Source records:
-.-.-

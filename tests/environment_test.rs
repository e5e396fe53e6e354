//! Integration tests for tile placement and the tile bag.

use rand::SeedableRng;
use rand::rngs::StdRng;
use tritile::agent::{Action, Environment, TileBag, candidate_cells};
use tritile::board::{BOARD_CELLS, Board, Direction};

#[test]
fn test_base_bag_frequencies_converge_to_one_third() {
    const DRAWS: usize = 10_000;
    let mut rng = StdRng::seed_from_u64(12345);
    let mut bag = TileBag::new(1);

    let mut counts = [0usize; 4];
    for _ in 0..DRAWS {
        counts[bag.draw(&mut rng) as usize] += 1;
    }
    assert_eq!(counts[0], 0);
    for tile in 1..=3 {
        let freq = counts[tile] as f64 / DRAWS as f64;
        assert!((freq - 1.0 / 3.0).abs() < 0.01, "tile {} frequency {}", tile, freq);
    }
}

#[test]
fn test_environment_tile_frequencies() {
    let mut env = Environment::new("seed=5").unwrap();
    let mut counts = [0usize; 4];
    let mut draws = 0;
    for _ in 0..3000 {
        env.open_episode();
        let board = Board::new();
        for _ in 0..3 {
            match env.place(&board) {
                Action::Place { tile, .. } => {
                    counts[tile as usize] += 1;
                    draws += 1;
                }
                other => panic!("unexpected {:?}", other),
            }
        }
    }
    // Each episode opens with a fresh bag, so every 3 draws are one of each.
    assert_eq!(&counts[1..], &[draws / 3, draws / 3, draws / 3]);
}

#[test]
fn test_placement_lands_on_revealed_edge() {
    let mut env = Environment::new("seed=9").unwrap();
    let mut checked = 0;

    for _ in 0..500 {
        let mut board = Board::new();
        for _ in 0..9 {
            env.place(&board).apply(&mut board);
        }

        for dir in Direction::ALL {
            let mut after = board;
            if after.slide(dir).is_none() {
                continue;
            }
            let edge = candidate_cells(Some(dir));
            assert!(edge.iter().any(|&pos| after.cell(pos as usize) == 0));

            match env.place(&after) {
                Action::Place { position, .. } => {
                    assert!(edge.contains(&position), "{:?} placed at {}", dir, position);
                    assert_eq!(after.cell(position as usize), 0);
                    checked += 1;
                }
                other => panic!("unexpected {:?} after {:?}", other, dir),
            }
        }
    }
    assert!(checked >= 500);
}

#[test]
fn test_revealed_edges_are_opposite_the_slide() {
    assert_eq!(candidate_cells(Some(Direction::Up)), &[12, 13, 14, 15]);
    assert_eq!(candidate_cells(Some(Direction::Down)), &[0, 1, 2, 3]);
    assert_eq!(candidate_cells(Some(Direction::Left)), &[3, 7, 11, 15]);
    assert_eq!(candidate_cells(Some(Direction::Right)), &[0, 4, 8, 12]);
    assert_eq!(candidate_cells(None).len(), BOARD_CELLS);
}

#[test]
fn test_hint_variant_announces_placed_tile() {
    let mut env = Environment::new("seed=3 features=hint").unwrap();
    let mut board = Board::new();
    for _ in 0..9 {
        env.place(&board).apply(&mut board);
    }

    let mut after = board;
    let dir = Direction::ALL
        .into_iter()
        .find(|&d| board.can_slide(d))
        .unwrap();
    after.slide(dir);

    let hint = env.hint(&after);
    match env.place(&after) {
        Action::Place { tile, .. } => assert_eq!(tile, hint),
        other => panic!("unexpected {:?}", other),
    }
}

#[test]
fn test_seeded_environments_agree() {
    let mut a = Environment::new("seed=44").unwrap();
    let mut b = Environment::new("seed=44").unwrap();
    let board = Board::new();
    for _ in 0..50 {
        assert_eq!(a.place(&board), b.place(&board));
    }
}
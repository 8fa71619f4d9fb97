use std::sync::Arc;

use axum::Router;
use axum::body::{Body, to_bytes};
use axum::http::{HeaderMap, Method, Request, StatusCode, header};
use chrono::Utc;
use serde_json::Value;
use tempfile::TempDir;
use tower::ServiceExt;
use uuid::Uuid;

use trellis::auth::{ShareTokenSigner, TokenGenerator};
use trellis::config::ServerConfig;
use trellis::server::{AppState, create_router};
use trellis::store::{SqliteStore, Store};
use trellis::types::Token;

pub struct TestResponse {
    pub status: StatusCode,
    pub headers: HeaderMap,
    pub body: Value,
}

impl TestResponse {
    pub fn code(&self) -> &str {
        self.body["code"].as_str().unwrap_or_default()
    }

    pub fn max_permission(&self) -> Option<i64> {
        self.headers
            .get("x-max-permission")
            .and_then(|v| v.to_str().ok())
            .and_then(|v| v.parse().ok())
    }
}

/// The full router running in-process over a temp data directory.
pub struct TestServer {
    pub temp_dir: TempDir,
    pub state: Arc<AppState>,
    pub admin_token: String,
    router: Router,
}

impl TestServer {
    pub fn start() -> Self {
        Self::start_with_ttl(3600)
    }

    pub fn start_with_ttl(share_token_ttl_secs: i64) -> Self {
        let temp_dir = TempDir::new().expect("create temp dir");
        let config = ServerConfig {
            data_dir: temp_dir.path().to_path_buf(),
            share_token_ttl_secs,
            public_base_url: Some("https://tasks.example.com".to_string()),
            ..Default::default()
        };

        let store = SqliteStore::new(config.db_path()).expect("open store");
        store.initialize().expect("initialize schema");

        let admin_token = issue_token(&store, true, None);
        let signer = ShareTokenSigner::from_hex(
            &ShareTokenSigner::generate_secret(),
            config.share_token_ttl_secs,
        )
        .expect("build signer");

        let state = Arc::new(AppState::new(Arc::new(store), config, Arc::new(signer)));
        let router = create_router(state.clone());

        Self {
            temp_dir,
            state,
            admin_token,
            router,
        }
    }

    pub async fn request(
        &self,
        method: Method,
        path: &str,
        token: Option<&str>,
        body: Option<Value>,
    ) -> TestResponse {
        let mut builder = Request::builder().method(method).uri(path);
        if let Some(token) = token {
            builder = builder.header(header::AUTHORIZATION, format!("Bearer {token}"));
        }
        let body = match body {
            Some(json) => {
                builder = builder.header(header::CONTENT_TYPE, "application/json");
                Body::from(json.to_string())
            }
            None => Body::empty(),
        };

        let response = self
            .router
            .clone()
            .oneshot(builder.body(body).expect("build request"))
            .await
            .expect("router is infallible");

        let status = response.status();
        let headers = response.headers().clone();
        let bytes = to_bytes(response.into_body(), usize::MAX)
            .await
            .expect("read body");
        let body = if bytes.is_empty() {
            Value::Null
        } else {
            serde_json::from_slice(&bytes).unwrap_or(Value::String(
                String::from_utf8_lossy(&bytes).to_string(),
            ))
        };

        TestResponse {
            status,
            headers,
            body,
        }
    }

    /// Creates a user through the admin API and returns (id, api token).
    pub async fn create_user(&self, username: &str) -> (i64, String) {
        let resp = self
            .request(
                Method::POST,
                "/api/v1/admin/users",
                Some(&self.admin_token),
                Some(serde_json::json!({ "username": username })),
            )
            .await;
        assert_eq!(resp.status, StatusCode::CREATED, "{}", resp.body);
        let id = resp.body["data"]["id"].as_i64().expect("user id");

        let resp = self
            .request(
                Method::POST,
                &format!("/api/v1/admin/users/{id}/tokens"),
                Some(&self.admin_token),
                Some(serde_json::json!({})),
            )
            .await;
        assert_eq!(resp.status, StatusCode::CREATED, "{}", resp.body);
        let token = resp.body["data"]["token"]
            .as_str()
            .expect("token")
            .to_string();

        (id, token)
    }

    pub async fn create_project(&self, token: &str, title: &str, parent: Option<i64>) -> i64 {
        let resp = self
            .request(
                Method::POST,
                "/api/v1/projects",
                Some(token),
                Some(serde_json::json!({ "title": title, "parent_project_id": parent })),
            )
            .await;
        assert_eq!(resp.status, StatusCode::CREATED, "{}", resp.body);
        resp.body["data"]["id"].as_i64().expect("project id")
    }
}

fn issue_token(store: &SqliteStore, is_admin: bool, user_id: Option<i64>) -> String {
    let (raw_token, lookup, hash) = TokenGenerator::new().generate().expect("generate token");
    let token = Token {
        id: Uuid::new_v4().to_string(),
        token_hash: hash,
        token_lookup: lookup,
        is_admin,
        user_id,
        created_at: Utc::now(),
        expires_at: None,
        last_used_at: None,
    };
    store
        .read(|db| db.create_token(&token))
        .expect("store token");
    raw_token
}
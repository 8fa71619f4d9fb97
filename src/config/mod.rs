mod server;

pub use server::{DEFAULT_SHARE_TOKEN_TTL_SECS, ServerConfig};
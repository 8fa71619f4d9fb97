use std::collections::HashSet;

use crate::error::{Error, Result};
use crate::store::Store;
use crate::types::Project;

/// Returns the ancestors of `project`, immediate parent first and root last.
///
/// The walk is iterative and remembers every id it has seen, so a parent
/// chain that loops back on itself surfaces as `CorruptHierarchy` instead of
/// spinning forever. A parent reference that points at a missing row is
/// reported the same way.
pub fn ancestors<S: Store + ?Sized>(store: &S, project: &Project) -> Result<Vec<Project>> {
    let mut chain = Vec::new();
    let mut visited = HashSet::from([project.id]);
    let mut next = project.parent_project_id;

    while let Some(parent_id) = next {
        if !visited.insert(parent_id) {
            tracing::error!(
                project_id = project.id,
                parent_id,
                "Cycle detected in project hierarchy"
            );
            return Err(Error::CorruptHierarchy(project.id));
        }

        let parent = store.get_project(parent_id)?.ok_or_else(|| {
            tracing::error!(
                project_id = project.id,
                parent_id,
                "Project hierarchy references a missing parent"
            );
            Error::CorruptHierarchy(project.id)
        })?;

        next = parent.parent_project_id;
        chain.push(parent);
    }

    Ok(chain)
}

/// Returns true if placing `project_id` below `new_parent_id` would make the
/// project its own ancestor.
pub fn would_create_cycle<S: Store + ?Sized>(
    store: &S,
    project_id: i64,
    new_parent_id: i64,
) -> Result<bool> {
    if project_id == new_parent_id {
        return Ok(true);
    }

    let new_parent = store
        .get_project(new_parent_id)?
        .ok_or(Error::ProjectNotFound(new_parent_id))?;

    Ok(ancestors(store, &new_parent)?
        .iter()
        .any(|p| p.id == project_id))
}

-.-.-

In the entries above, which lines hold the string "HashSet"? Report all of them.

use std::collections::HashSet;
    let mut visited = HashSet::from([project.id]);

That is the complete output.